The Voting Rights Act of 1965 was – in both its conception and passage – an acknowledgment of the wrongs of the past and hopes for the future.
In a landmark 5-4 ruling, the Supreme Court said Tuesday the Act – while still noble in its goals – relies on old data that forced several states and jurisdictions to get pre-approval from Washington before making any changes to their voting laws.
The Court says the criteria used in the Act is no longer relevant and should be updated by Congress.
Chief Justice John Roberts writes, “Congress — if it is to divide the states — must identify those jurisdictions to be singled out on a basis that makes sense in light of current conditions.

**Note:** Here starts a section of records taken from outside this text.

//! Fixed CSV layouts: downloadable upload templates and the DialB import
//! header contract.

use std::fmt;
use std::str::FromStr;

use crate::csv::write_row;
use crate::error::{ImportError, Result};

/// Headers a DialB import file must carry, in export order.
pub const DIALB_HEADERS: [&str; 7] = [
    "Phone Number",
    "Group",
    "Overall Status",
    "T-Mobile",
    "AT&T",
    "3rd Party",
    "Last Checked",
];

/// A downloadable upload template.
#[derive(Debug, Clone, Copy, PartialEq, Eq)]
pub enum Template {
    /// DID upload template.
    Dids,
    /// Area-code upload template.
    AreaCodes,
}

impl Template {
    /// Column headers.
    #[must_use]
    pub const fn headers(self) -> &'static [&'static str] {
        match self {
            Self::Dids => &["Phone Number", "Area Code", "Status", "Provider", "Assigned Date"],
            Self::AreaCodes => &["Code", "Region", "State", "Timezone"],
        }
    }

    /// One example data row.
    #[must_use]
    pub const fn sample(self) -> &'static [&'static str] {
        match self {
            Self::Dids => &["+1-555-123-4567", "555", "active", "Provider A", "2024-01-15"],
            Self::AreaCodes => &["555", "Sample Region", "CA", "PST"],
        }
    }

    /// Suggested download file name.
    #[must_use]
    pub const fn file_name(self) -> &'static str {
        match self {
            Self::Dids => "dids_template.csv",
            Self::AreaCodes => "areacodes_template.csv",
        }
    }

    /// Header line plus sample line.
    #[must_use]
    pub fn to_csv(self) -> String {
        format!("{}\n{}\n", write_row(self.headers()), write_row(self.sample()))
    }
}

impl fmt::Display for Template {
    fn fmt(&self, f: &mut fmt::Formatter<'_>) -> fmt::Result {
        f.write_str(match self {
            Self::Dids => "dids",
            Self::AreaCodes => "areacodes",
        })
    }
}

impl FromStr for Template {
    type Err = String;

    fn from_str(s: &str) -> std::result::Result<Self, Self::Err> {
        match s {
            "dids" => Ok(Self::Dids),
            "areacodes" => Ok(Self::AreaCodes),
            other => Err(format!("unknown template type: {other}")),
        }
    }
}

/// Check that every `expected` header appears in `found` (trimmed, exact).
///
/// # Errors
///
/// Returns [`ImportError::HeaderMismatch`] listing the absent headers.
pub fn require_headers<S: AsRef<str>>(found: &[S], expected: &[&str]) -> Result<()> {
    let missing: Vec<String> = expected
        .iter()
        .filter(|e| !found.iter().any(|f| f.as_ref().trim() == **e))
        .map(ToString::to_string)
        .collect();

    if missing.is_empty() {
        Ok(())
    } else {
        Err(ImportError::HeaderMismatch { missing })
    }
}

#[cfg(test)]
mod tests {
    use super::*;
    use crate::csv::parse_rows;

    #[test]
    fn dids_template_content() {
        assert_eq!(
            Template::Dids.to_csv(),
            "Phone Number,Area Code,Status,Provider,Assigned Date\n+1-555-123-4567,555,active,Provider A,2024-01-15\n"
        );
    }

    #[test]
    fn templates_parse_back_to_two_rows() {
        for template in [Template::Dids, Template::AreaCodes] {
            let rows = parse_rows(&template.to_csv());
            assert_eq!(rows.len(), 2);
            assert_eq!(rows[0].len(), template.headers().len());
        }
    }

    #[test]
    fn template_names() {
        assert_eq!("areacodes".parse::<Template>().unwrap(), Template::AreaCodes);
        assert!("companies".parse::<Template>().is_err());
        assert_eq!(Template::Dids.to_string(), "dids");
    }

    #[test]
    fn header_contract() {
        assert!(require_headers(&DIALB_HEADERS[..], &DIALB_HEADERS).is_ok());

        let found = ["Phone Number", "Group", "Overall Status"];
        let err = require_headers(&found[..], &DIALB_HEADERS).unwrap_err();
        assert_eq!(
            err,
            ImportError::HeaderMismatch {
                missing: vec![
                    "T-Mobile".to_string(),
                    "AT&T".to_string(),
                    "3rd Party".to_string(),
                    "Last Checked".to_string(),
                ]
            }
        );
    }
}
//! Common error types for did-admin.

use thiserror::Error;

/// Errors that can occur when parsing identifiers.
#[derive(Debug, Clone, PartialEq, Eq, Error)]
pub enum IdError {
    /// The identifier was empty or whitespace only.
    #[error("identifier is empty")]
    Empty,

    /// The identifier contained a character that cannot appear in a URL path segment.
    #[error("identifier contains invalid character {0:?}")]
    InvalidCharacter(char),

    /// The identifier exceeded the maximum length.
    #[error("identifier too long: {got} > {max}")]
    TooLong {
        /// Maximum allowed length.
        max: usize,
        /// Actual length.
        got: usize,
    },
}
/// Partial update for an [`AreaCode`].
#[derive(Debug, Clone, Default, PartialEq, Eq, Serialize, Deserialize)]
#[serde(rename_all = "camelCase")]
pub struct AreaCodePatch {
    /// New code.
    pub code: Option<String>,
    /// New region.
    pub region: Option<String>,
    /// New state.
    pub state: Option<String>,
    /// New timezone.
    pub timezone: Option<String>,
    /// New total count.
    #[serde(rename = "totalDIDs")]
    pub total_dids: Option<u32>,
    /// New active count.
    #[serde(rename = "activeDIDs")]
    pub active_dids: Option<u32>,
}

impl Record for AreaCode {
    const STORAGE_KEY: &'static str = "areaCodesData";
    const ID_PREFIX: &'static str = "ac";
    const ENTITY: Entity = Entity::AreaCode;
    type Patch = AreaCodePatch;

    fn id(&self) -> &RecordId {
        &self.id
    }

    fn set_id(&mut self, id: RecordId) {
        self.id = id;
    }

    fn apply_patch(&mut self, patch: AreaCodePatch, _now: DateTime<Utc>) {
        merge(&mut self.code, patch.code);
        merge(&mut self.region, patch.region);
        merge(&mut self.state, patch.state);
        merge(&mut self.timezone, patch.timezone);
        merge(&mut self.total_dids, patch.total_dids);
        merge(&mut self.active_dids, patch.active_dids);
    }
}

// =============================================================================
// Companies
// =============================================================================

/// A company that owns DIDs.
#[derive(Debug, Clone, PartialEq, Eq, Serialize, Deserialize)]
#[serde(rename_all = "camelCase")]
pub struct Company {
    /// Unique identifier.
    pub id: RecordId,
    /// Business code shown to users (`COMP001`).
    #[serde(rename = "companyId")]
    pub code: String,
    /// Display name.
    #[serde(rename = "companyName")]
    pub name: String,
    /// Free-form description.
    #[serde(default)]
    pub description: String,
    /// Date the company was created.
    pub created_date: NaiveDate,
    /// Date of the last modification.
    pub last_updated: NaiveDate,
}

impl Company {
    /// Create a company dated today.
    #[must_use]
    pub fn new(
        code: impl Into<String>,
        name: impl Into<String>,
        description: impl Into<String>,
    ) -> Self {
        let today = Utc::now().date_naive();
        Self {
            id: RecordId::generate(Self::ID_PREFIX),
            code: code.into(),
            name: name.into(),
            description: description.into(),
            created_date: today,
            last_updated: today,
        }
    }
}

/// Partial update for a [`Company`].
#[derive(Debug, Clone, Default, PartialEq, Eq, Serialize, Deserialize)]
#[serde(rename_all = "camelCase")]
pub struct CompanyPatch {
    /// New business code.
    #[serde(rename = "companyId")]
    pub code: Option<String>,
    /// New display name.
    #[serde(rename = "companyName")]
    pub name: Option<String>,
    /// New description.
    pub description: Option<String>,
}

impl Record for Company {
    const STORAGE_KEY: &'static str = "companiesData";
    const ID_PREFIX: &'static str = "company";
    const ENTITY: Entity = Entity::Company;
    type Patch = CompanyPatch;

    fn id(&self) -> &RecordId {
        &self.id
    }

    fn set_id(&mut self, id: RecordId) {
        self.id = id;
    }

    fn apply_patch(&mut self, patch: CompanyPatch, now: DateTime<Utc>) {
        merge(&mut self.code, patch.code);
        merge(&mut self.name, patch.name);
        merge(&mut self.description, patch.description);
        self.last_updated = now.date_naive();
    }
}

// =============================================================================
// DialB
// =============================================================================

/// Overall reputation of a number.
#[derive(Debug, Clone, Copy, PartialEq, Eq, Hash, Default, Serialize, Deserialize)]
pub enum DialBStatus {
    /// Not flagged.
    #[default]
    Clean,
    /// Flagged as spam.
    Spam,
}

impl DialBStatus {
    /// The wire name (`Clean` or `Spam`).
    #[must_use]
    pub const fn as_str(self) -> &'static str {
        match self {
            Self::Clean => "Clean",
            Self::Spam => "Spam",
        }
    }

    /// Parse a CSV cell: `spam` in any case is spam, anything else is clean.
    #[must_use]
    pub fn from_cell(cell: &str) -> Self {
        if cell.trim().eq_ignore_ascii_case("spam") {
            Self::Spam
        } else {
            Self::Clean
        }
    }
}

impl fmt::Display for DialBStatus {
    fn fmt(&self, f: &mut fmt::Formatter<'_>) -> fmt::Result {
        f.write_str(self.as_str())
    }
}

/// Spam/clean flags for one phone number.
#[derive(Debug, Clone, PartialEq, Eq, Serialize, Deserialize)]
#[serde(rename_all = "camelCase")]
pub struct DialBRecord {
    /// Unique identifier.
    pub id: RecordId,
    /// The phone number as imported.
    pub phone_number: String,
    /// Group label.
    #[serde(default)]
    pub group: String,
    /// Overall status.
    pub overall_status: DialBStatus,
    /// Flagged by T-Mobile.
    #[serde(default)]
    pub t_mobile_flag: bool,
    /// Flagged by AT&T.
    #[serde(default)]
    pub att_flag: bool,
    /// Flagged by a third-party service.
    #[serde(default)]
    pub third_party_flag: bool,
    /// When the flags were last checked, as reported by the source.
    #[serde(default)]
    pub last_checked: String,
    /// Creation timestamp.
    pub created_at: DateTime<Utc>,
    /// Last modification timestamp.
    pub updated_at: DateTime<Utc>,
}

impl DialBRecord {
    /// Create a clean, unflagged record for `phone_number`.
    #[must_use]
    pub fn new(phone_number: impl Into<String>) -> Self {
        let now = Utc::now();
        Self {
            id: RecordId::generate(Self::ID_PREFIX),
            phone_number: phone_number.into(),
            group: String::new(),
            overall_status: DialBStatus::Clean,
            t_mobile_flag: false,
            att_flag: false,
            third_party_flag: false,
            last_checked: String::new(),
            created_at: now,
            updated_at: now,
        }
    }
}

/// Partial update for a [`DialBRecord`].
#[derive(Debug, Clone, Default, PartialEq, Eq, Serialize, Deserialize)]
#[serde(rename_all = "camelCase")]
pub struct DialBPatch {
    /// New phone number.
    pub phone_number: Option<String>,
    /// New group label.
    pub group: Option<String>,
    /// New overall status.
    pub overall_status: Option<DialBStatus>,
    /// New T-Mobile flag.
    pub t_mobile_flag: Option<bool>,
    /// New AT&T flag.
    pub att_flag: Option<bool>,
    /// New third-party flag.
    pub third_party_flag: Option<bool>,
    /// New last-checked value.
    pub last_checked: Option<String>,
}

impl Record for DialBRecord {
    const STORAGE_KEY: &'static str = "dialBData";
    const ID_PREFIX: &'static str = "dialb";
    const ENTITY: Entity = Entity::DialB;
    type Patch = DialBPatch;

    fn id(&self) -> &RecordId {
        &self.id
    }

    fn set_id(&mut self, id: RecordId) {
        self.id = id;
    }

    fn apply_patch(&mut self, patch: DialBPatch, now: DateTime<Utc>) {
        merge(&mut self.phone_number, patch.phone_number);
        merge(&mut self.group, patch.group);
        merge(&mut self.overall_status, patch.overall_status);
        merge(&mut self.t_mobile_flag, patch.t_mobile_flag);
        merge(&mut self.att_flag, patch.att_flag);
        merge(&mut self.third_party_flag, patch.third_party_flag);
        merge(&mut self.last_checked, patch.last_checked);
        self.updated_at = now;
    }
}

fn merge<T>(field: &mut T, value: Option<T>) {
    if let Some(value) = value {
        *field = value;
    }
}

#[cfg(test)]
mod tests {
    use super::*;

    #[test]
    fn did_serializes_with_legacy_field_names() {
        let mut did = Did::new("12125550100");
        did.trunk_id = "T1".to_string();
        did.company_code = "COMP001".to_string();
        let json = serde_json::to_value(&did).unwrap();

        assert_eq!(json["didNumber"], "12125550100");
        assert_eq!(json["trankId"], "T1");
        assert_eq!(json["companyId"], "COMP001");
        assert_eq!(json["status"], "active");
    }

    #[test]
    fn did_loads_from_persisted_json() {
        let json = r#"{
            "id": "1",
            "provider": "Provider A",
            "didNumber": "12125550100",
            "trankId": "T1",
            "didForward": "13105550000",
            "areaCode": "212",
            "state": "NY",
            "companyId": "COMP001",
            "companyName": "Acme",
            "status": "pending",
            "assignedDate": "2024-01-15",
            "lastUpdated": "2024-01-20"
        }"#;
        let did: Did = serde_json::from_str(json).unwrap();
        assert_eq!(did.id.as_str(), "1");
        assert_eq!(did.status, DidStatus::Pending);
        assert_eq!(did.assigned_date, NaiveDate::from_ymd_opt(2024, 1, 15).unwrap());
    }

    #[test]
    fn did_patch_merges_and_stamps() {
        let mut did = Did::new("12125550100");
        did.last_updated = NaiveDate::from_ymd_opt(2020, 1, 1).unwrap();
        let now = Utc::now();

        did.apply_patch(
            DidPatch {
                status: Some(DidStatus::Inactive),
                ..DidPatch::default()
            },
            now,
        );

        assert_eq!(did.status, DidStatus::Inactive);
        assert_eq!(did.did_number, "12125550100");
        assert_eq!(did.last_updated, now.date_naive());
    }

    #[test]
    fn area_code_counts_use_legacy_names() {
        let ac = AreaCode::new("212", "New York Region", "NY", "EST");
        let json = serde_json::to_value(&ac).unwrap();
        assert_eq!(json["totalDIDs"], 0);
        assert_eq!(json["activeDIDs"], 0);
    }

    #[test]
    fn company_serializes_code_and_name() {
        let company = Company::new("COMP001", "Acme", "");
        let json = serde_json::to_value(&company).unwrap();
        assert_eq!(json["companyId"], "COMP001");
        assert_eq!(json["companyName"], "Acme");
    }

    #[test]
    fn dialb_status_parsing() {
        assert_eq!(DialBStatus::from_cell("SPAM"), DialBStatus::Spam);
        assert_eq!(DialBStatus::from_cell(" spam "), DialBStatus::Spam);
        assert_eq!(DialBStatus::from_cell("Clean"), DialBStatus::Clean);
        assert_eq!(DialBStatus::from_cell("whatever"), DialBStatus::Clean);
    }

    #[test]
    fn did_status_from_str() {
        assert_eq!("Active".parse::<DidStatus>().unwrap(), DidStatus::Active);
        assert!("retired".parse::<DidStatus>().is_err());
    }
}
//! The record abstraction shared by every entity store.

use std::fmt;

use chrono::{DateTime, Utc};
use did_admin_core::RecordId;
use serde::de::DeserializeOwned;
use serde::{Deserialize, Serialize};

/// The kinds of records the application keeps.
#[derive(Debug, Clone, Copy, PartialEq, Eq, Hash, Serialize, Deserialize)]
#[serde(rename_all = "camelCase")]
pub enum Entity {
    /// Direct Inward Dial phone numbers.
    Did,
    /// Area code to state/timezone lookup entries.
    AreaCode,
    /// Companies that own DIDs.
    Company,
    /// DialB spam/clean flags.
    DialB,
}

impl Entity {
    /// Human-readable label used in messages.
    #[must_use]
    pub const fn label(self) -> &'static str {
        match self {
            Self::Did => "DID",
            Self::AreaCode => "area code",
            Self::Company => "company",
            Self::DialB => "DialB record",
        }
    }
}

impl fmt::Display for Entity {
    fn fmt(&self, f: &mut fmt::Formatter<'_>) -> fmt::Result {
        f.write_str(self.label())
    }
}

/// What happened to a record store.
#[derive(Debug, Clone, Copy, PartialEq, Eq, Serialize, Deserialize)]
#[serde(rename_all = "camelCase", tag = "type", content = "count")]
pub enum ChangeKind {
    /// Records were appended.
    Added(usize),
    /// Records were modified in place.
    Updated(usize),
    /// Records were removed.
    Deleted(usize),
    /// The whole collection was replaced (bulk load, clear, reload).
    Replaced(usize),
}

/// Notification emitted after every store mutation.
#[derive(Debug, Clone, Copy, PartialEq, Eq, Serialize, Deserialize)]
pub struct ChangeEvent {
    /// The store that changed.
    pub entity: Entity,
    /// The kind of change.
    pub kind: ChangeKind,
}

/// A record that can live in a [`RecordStore`](crate::RecordStore).
pub trait Record: Clone + Serialize + DeserializeOwned + Send + Sync + 'static {
    /// Key under which the collection is persisted.
    const STORAGE_KEY: &'static str;

    /// Prefix for generated identifiers.
    const ID_PREFIX: &'static str;

    /// Which entity this record represents.
    const ENTITY: Entity;

    /// Partial update merged by [`Record::apply_patch`].
    type Patch: Clone + Send + Sync;

    /// The record's identifier.
    fn id(&self) -> &RecordId;

    /// Replace the record's identifier.
    fn set_id(&mut self, id: RecordId);

    /// Merge a partial update and stamp the last-modified time.
    fn apply_patch(&mut self, patch: Self::Patch, now: DateTime<Utc>);
}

It cannot simply rely on the past.”
Most of the affected states are in the south – where the civil rights activits fought, and died for the right to vote.
But today’s decision will have an impact in our area specifically Bronx, Manhattan, and Brooklyn.
We spoke with Brooklyn Councilman Jumaane Williams about the Surpreme Court Decision.
“I think the most dangerous thing, when I hear decisions, and when people support decisions like this – is the belief that we are in a post-racial country. Because it allows us to do things that are going to harm people”, Williams told PIX11.
Attorney General Eric Holder echoed Williams’ sentiments.
“I am deeply disappointed, deeply disappointed, with the court’s decision in this matter. This decision represents a serious setback for voting rights and has the potential to negatively affect millions of Americans across the country,” said Holder.
New York Civil Liberties Executive Director Donna Lieberman says repairing the Voting Rights Acts will be no easy task.
Lieberman told PIX11, “I think there are no sure bets in this congress that it will do the right thing – even when doing the right thing is kind of a no brainer. There is absolutely still a need in our area, and in far too many areas around the country for a voting rights act that protects us against voter suppression.”
The decision does have its supporters, who argue the inequalities that justified the need for the Voting Rights Act in the first place does not – in 2013 – put all states on a level playing field.
“The supreme court’s opinion today in Shelby county, Alabama versus holder is a great testament to the character of the American people, those living in the north and especially those living in the south who have labored to ensure that the goal of racial equality in voting has been fulfilled”, said Project on Fair Representation Director Edward Blum.